It seems like auto manufacturers are using vehicle footprint as a means to reach higher safety statistics instead of actually designing safer vehicles, which in turn directly impacts gas efficiency.
It’s like a rat race to the biggest consumer trucks we now have on the road; the more truck-class vehicles we have, the less safe it is for cars. So they make bigger vehicles to accommodate and the cycle continues.
I’d honestly say it’s a bit of both. The regulations affecting this are pretty terrible and allow for the loopholes that are creating the issues we’re seeing today. But from my perspective, reducing these regulations won’t solve the problem. I would argue that we need both incentives and regulations that address this directly. That way, any companies that are still producing larger vehicles just to shirk regulations would be doing it at their own expense and for (hopefully) a niche market that still wants larger vehicles.

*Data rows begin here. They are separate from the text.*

use super::*;

// =============================================================================
// ValueEnum round trips
// =============================================================================

macro_rules! test_enum_completeness {
    ($enum_type:ty, $test_name:ident) => {
        #[test]
        fn $test_name() {
            for variant in <$enum_type>::value_variants() {
                let possible_value = variant
                    .to_possible_value()
                    .expect("PossibleValue should exist for all variants");

                let primary_name = possible_value.get_name();
                let parsed: $enum_type = primary_name
                    .parse()
                    .unwrap_or_else(|e| panic!("'{primary_name}' should parse: {e}"));
                assert_eq!(parsed, *variant, "Round-trip should preserve variant");
            }
        }
    };
}

macro_rules! test_fromstr_aliases {
    ($enum_type:ty, $test_name:ident, $expected_mappings:expr) => {
        #[test]
        fn $test_name() {
            let mappings: &[(&str, $enum_type)] = &$expected_mappings;

            for (input, expected) in mappings {
                let parsed: Result<$enum_type, _> = input.parse();
                assert_eq!(
                    parsed.ok(),
                    Some(*expected),
                    "Wrong variant for input '{}'",
                    input
                );
            }
        }
    };
}

test_enum_completeness!(LogLevel, test_log_level_completeness);
test_enum_completeness!(LogFormat, test_log_format_completeness);
test_enum_completeness!(LogOutput, test_log_output_completeness);
test_enum_completeness!(TerminalCapsDetectIntent, test_color_intent_completeness);

test_fromstr_aliases!(
    LogLevel,
    test_log_level_aliases,
    [
        ("error", LogLevel::Error),
        ("err", LogLevel::Error),
        ("warning", LogLevel::Warning),
        ("INFO", LogLevel::Info),
        (" debug ", LogLevel::Debug),
        ("verbose", LogLevel::Trace),
    ]
);

test_fromstr_aliases!(
    LogFormat,
    test_log_format_aliases,
    [
        ("text", LogFormat::Text),
        ("plain", LogFormat::Text),
        ("JSON", LogFormat::Json),
        ("yml", LogFormat::Yaml),
    ]
);

test_fromstr_aliases!(
    TerminalCapsDetectIntent,
    test_color_intent_aliases,
    [
        ("auto", TerminalCapsDetectIntent::Auto),
        ("detect", TerminalCapsDetectIntent::Auto),
        ("always", TerminalCapsDetectIntent::Always),
        ("on", TerminalCapsDetectIntent::Always),
        ("never", TerminalCapsDetectIntent::Never),
        ("off", TerminalCapsDetectIntent::Never),
    ]
);

// =============================================================================
// Behaviors
// =============================================================================

#[test]
fn test_unknown_value_reports_parse_error() {
    let err = "loud".parse::<LogFormat>().unwrap_err();
    match err {
        ConfigError::ParseError { value, reason } => {
            assert_eq!(value, "loud");
            assert_eq!(reason, "invalid log format");
        }
        other => panic!("unexpected error: {other}"),
    }
}

#[test]
fn test_log_level_from_verbosity_boundaries() {
    assert_eq!(LogLevel::from_verbosity(0), LogLevel::Error);
    assert_eq!(LogLevel::from_verbosity(1), LogLevel::Warning);
    assert_eq!(LogLevel::from_verbosity(2), LogLevel::Info);
    assert_eq!(LogLevel::from_verbosity(3), LogLevel::Debug);
    assert_eq!(LogLevel::from_verbosity(4), LogLevel::Trace);
    assert_eq!(LogLevel::from_verbosity(u8::MAX), LogLevel::Trace);
}

#[test]
fn test_log_level_filter_names_follow_verbosity() {
    let names: Vec<&str> = LogLevel::value_variants()
        .iter()
        .map(LogLevel::as_filter)
        .collect();

    assert_eq!(names, vec!["error", "warn", "info", "debug", "trace"]);
}

#[test]
fn test_filter_directive_targets_both_crates() {
    let config = LoggerConfig {
        level: LogLevel::Debug,
        format: LogFormat::Text,
        output: LogOutput::Stderr,
        ansi: false,
    };

    assert_eq!(
        config.filter_directive(),
        "stalemate=debug,stalemate_lib=debug,warn"
    );
}

#[test]
fn test_explicit_color_intent_ignores_terminal() {
    assert!(TerminalCapsDetectIntent::Always.resolve());
    assert!(!TerminalCapsDetectIntent::Never.resolve());
}

#[test]
fn test_config_error_display() {
    assert_eq!(
        ConfigError::ParseError {
            value: "sometimes".to_string(),
            reason: "invalid color mode".to_string(),
        }
        .to_string(),
        "Failed to parse configuration value 'sometimes': invalid color mode"
    );
    let error = ConfigError::ValidationFailed {
        reason: "input directory is a file".to_string(),
    };
    assert_eq!(
        error.to_string(),
        "Configuration validation failed: input directory is a file"
    );
}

You can thank the EPA and their CAFE standards for that.
The more I read about them, the worse it gets.
It seems like auto manufacturers are using vehicle footprint as a means to reach higher safety statistics instead of actually designing safer vehicles, which in turn directly impacts gas efficiency.

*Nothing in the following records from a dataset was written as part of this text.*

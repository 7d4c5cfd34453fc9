//! Wait-for graph derived from an allocation snapshot

use crate::allocation::{AllocationModel, ProcessId, ResourceId};
use petgraph::algo::is_cyclic_directed;
use petgraph::graph::{DiGraph, NodeIndex};
use petgraph::visit::EdgeRef;
use std::collections::HashMap;
use tracing::trace;

/// Directed graph where `P -> Q` means P waits on a resource Q holds
///
/// Nodes carry the process id, edges carry the resource that links them.
/// Every process of the model is a node, added in creation order, so
/// traversals visit roots deterministically. Each node has at most one
/// outgoing edge.
pub struct WaitForGraph {
    graph: DiGraph<ProcessId, ResourceId>,
    node_map: HashMap<ProcessId, NodeIndex>,
}

impl WaitForGraph {
    /// Derive the graph from the model's current state
    pub fn build(model: &AllocationModel) -> Self {
        let mut graph = DiGraph::with_capacity(model.process_count(), model.process_count());
        let mut node_map = HashMap::with_capacity(model.process_count());

        for (pid, _) in model.processes() {
            node_map.insert(pid, graph.add_node(pid));
        }

        for (pid, process) in model.processes() {
            let Some(target) = process.waiting_for() else {
                continue;
            };
            // A wait on a free resource contributes no edge
            let Some(holder) = model.resource(target).and_then(|r| r.allocated_to()) else {
                continue;
            };
            trace!(
                waiter = model.process_name(pid),
                holder = model.process_name(holder),
                resource = model.resource_name(target),
                "wait-for edge"
            );
            graph.add_edge(node_map[&pid], node_map[&holder], target);
        }

        Self { graph, node_map }
    }

    pub fn node_count(&self) -> usize {
        self.graph.node_count()
    }

    pub fn edge_count(&self) -> usize {
        self.graph.edge_count()
    }

    /// True when no process is waiting on a held resource
    pub fn is_empty(&self) -> bool {
        self.graph.edge_count() == 0
    }

    /// Quick cycle check that does not extract membership
    pub fn has_cycle(&self) -> bool {
        is_cyclic_directed(&self.graph)
    }

    /// The resource linking `waiter` to `holder`, if that edge exists
    pub fn link(&self, waiter: ProcessId, holder: ProcessId) -> Option<ResourceId> {
        let from = *self.node_map.get(&waiter)?;
        let to = *self.node_map.get(&holder)?;
        self.graph
            .find_edge(from, to)
            .map(|edge| self.graph[edge])
    }

    /// All `(waiter, resource, holder)` triples
    pub fn edges(&self) -> impl Iterator<Item = (ProcessId, ResourceId, ProcessId)> + '_ {
        self.graph.edge_references().map(|edge| {
            (
                self.graph[edge.source()],
                *edge.weight(),
                self.graph[edge.target()],
            )
        })
    }

    pub(crate) fn inner(&self) -> &DiGraph<ProcessId, ResourceId> {
        &self.graph
    }
}
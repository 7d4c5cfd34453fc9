use super::*;

#[test]
fn test_action_parsing() {
    assert_eq!("request".parse::<Action>().unwrap(), Action::Request);
    assert_eq!("HOLD".parse::<Action>().unwrap(), Action::Hold);
    assert_eq!(" Release ".parse::<Action>().unwrap(), Action::Release);
    assert!("acquire".parse::<Action>().is_err());
    assert!("".parse::<Action>().is_err());
}

#[test]
fn test_hold_is_an_acquire() {
    assert!(Action::Request.is_acquire());
    assert!(Action::Hold.is_acquire());
    assert!(!Action::Release.is_acquire());
}

#[test]
fn test_action_serializes_lowercase() {
    let json = serde_json::to_string(&Action::Release).unwrap();
    assert_eq!(json, "\"release\"");
}

#[test]
fn test_operation_display() {
    let op = Operation::new("P1", Action::Hold, "R2");
    assert_eq!(op.to_string(), "P1 hold R2");
}
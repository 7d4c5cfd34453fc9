use super::*;
use tempfile::TempDir;

fn triples(operations: &[Operation]) -> Vec<(&str, Action, &str)> {
    operations
        .iter()
        .map(|op| (op.process.as_str(), op.action, op.resource.as_str()))
        .collect()
}

#[test]
fn test_parse_basic_feed() {
    let text = "process,action,resource\nP1,request,R1\nP2,hold,R2\nP1,release,R1\n";

    let operations = parse_operations(text).unwrap();

    assert_eq!(
        triples(&operations),
        vec![
            ("P1", Action::Request, "R1"),
            ("P2", Action::Hold, "R2"),
            ("P1", Action::Release, "R1"),
        ]
    );
    assert_eq!(operations[0].line, 2);
    assert_eq!(operations[2].line, 4);
}

#[test]
fn test_header_is_case_insensitive_and_reorderable() {
    let text = " Resource , PROCESS,Action,note\nR1,P1,Request,first\n";

    let operations = parse_operations(text).unwrap();

    assert_eq!(triples(&operations), vec![("P1", Action::Request, "R1")]);
}

#[test]
fn test_values_are_trimmed_and_action_lowercased() {
    let text = "process,action,resource\n  P1 ,  RELEASE ,\tR1 \n";

    let operations = parse_operations(text).unwrap();

    assert_eq!(triples(&operations), vec![("P1", Action::Release, "R1")]);
}

#[test]
fn test_comment_and_incomplete_rows_are_skipped() {
    let text = "\
process,action,resource
# setup
#P9,request,R9
P1,request,
,request,R1
P1,,R1
P1,request

P2,request,R2
";

    let operations = parse_operations(text).unwrap();

    assert_eq!(triples(&operations), vec![("P2", Action::Request, "R2")]);
    assert_eq!(operations[0].line, 9);
}

#[test]
fn test_invalid_action_reports_line() {
    let text = "process,action,resource\nP1,request,R1\nP1,grab,R2\n";

    let err = parse_operations(text).unwrap_err();

    match err {
        FeedError::InvalidAction { line, action } => {
            assert_eq!(line, 3);
            assert_eq!(action, "grab");
        }
        other => panic!("unexpected error: {other}"),
    }
}

#[test]
fn test_missing_columns_are_listed() {
    let err = parse_operations("process,resource\nP1,R1\n").unwrap_err();

    match err {
        FeedError::MissingColumns { missing } => assert_eq!(missing, vec!["action"]),
        other => panic!("unexpected error: {other}"),
    }
}

#[test]
fn test_empty_inputs() {
    assert!(matches!(parse_operations(""), Err(FeedError::Empty)));
    assert!(matches!(parse_operations("\n\n"), Err(FeedError::Empty)));
    assert!(matches!(
        parse_operations("process,action,resource\n# nothing\n"),
        Err(FeedError::Empty)
    ));
}

#[test]
fn test_quoted_fields() {
    let text = "process,action,resource\n\"P, one\",request,\"R \"\"A\"\"\"\n";

    let operations = parse_operations(text).unwrap();

    assert_eq!(operations[0].process, "P, one");
    assert_eq!(operations[0].resource, "R \"A\"");
}

#[test]
fn test_unterminated_quote_is_rejected() {
    let err = parse_operations("process,action,resource\n\"P1,request,R1\n").unwrap_err();
    assert!(matches!(err, FeedError::UnterminatedQuote { line: 2 }));
}

#[test]
fn test_byte_order_mark_and_crlf() {
    let text = "\u{feff}process,action,resource\r\nP1,request,R1\r\n";

    let operations = parse_operations(text).unwrap();

    assert_eq!(triples(&operations), vec![("P1", Action::Request, "R1")]);
}

#[test]
fn test_load_operations_from_file() {
    let dir = TempDir::new().unwrap();
    let path = dir.path().join("case.csv");
    std::fs::write(&path, "process,action,resource\nP1,request,R1\n").unwrap();

    let operations = load_operations(&path).unwrap();

    assert_eq!(operations.len(), 1);
}

#[test]
fn test_load_operations_missing_file() {
    let dir = TempDir::new().unwrap();
    let path = dir.path().join("absent.csv");

    let err = load_operations(&path).unwrap_err();

    assert!(matches!(err, FeedError::Io { .. }));
    assert!(err.to_string().contains("absent.csv"));
}

#[test]
fn test_names_with_step_log_separators_are_rejected() {
    for (row, name) in [
        ("\"db;primary\",request,R1", "db;primary"),
        ("P1,request,\"R|1\"", "R|1"),
        ("host:P1,request,R1", "host:P1"),
        ("P1,release,a->b", "a->b"),
    ] {
        let text = format!("process,action,resource\nP0,request,R0\n{row}\n");

        let err = parse_operations(&text).unwrap_err();

        match err {
            FeedError::ReservedName { line, name: found } => {
                assert_eq!(line, 3);
                assert_eq!(found, name);
            }
            other => panic!("unexpected error for {row}: {other}"),
        }
    }
}

#[test]
fn test_names_with_other_punctuation_are_accepted() {
    let text = "process,action,resource\n\"worker, 1\",request,disk-0\nP.2,hold,R>1\n";

    let operations = parse_operations(text).unwrap();

    assert_eq!(
        triples(&operations),
        vec![
            ("worker, 1", Action::Request, "disk-0"),
            ("P.2", Action::Hold, "R>1"),
        ]
    );
}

It’s like a rat race to the biggest consumer trucks we now have on the road; the more truck-class vehicles we have, the less safe it is for cars. So they make bigger vehicles to accommodate and the cycle continues.
Yes, because free market capitalism has been working out great.
I think you assumed that comment said something it didn’t.
Regulations literally brought us to this…
Regulatory capture brought us to this.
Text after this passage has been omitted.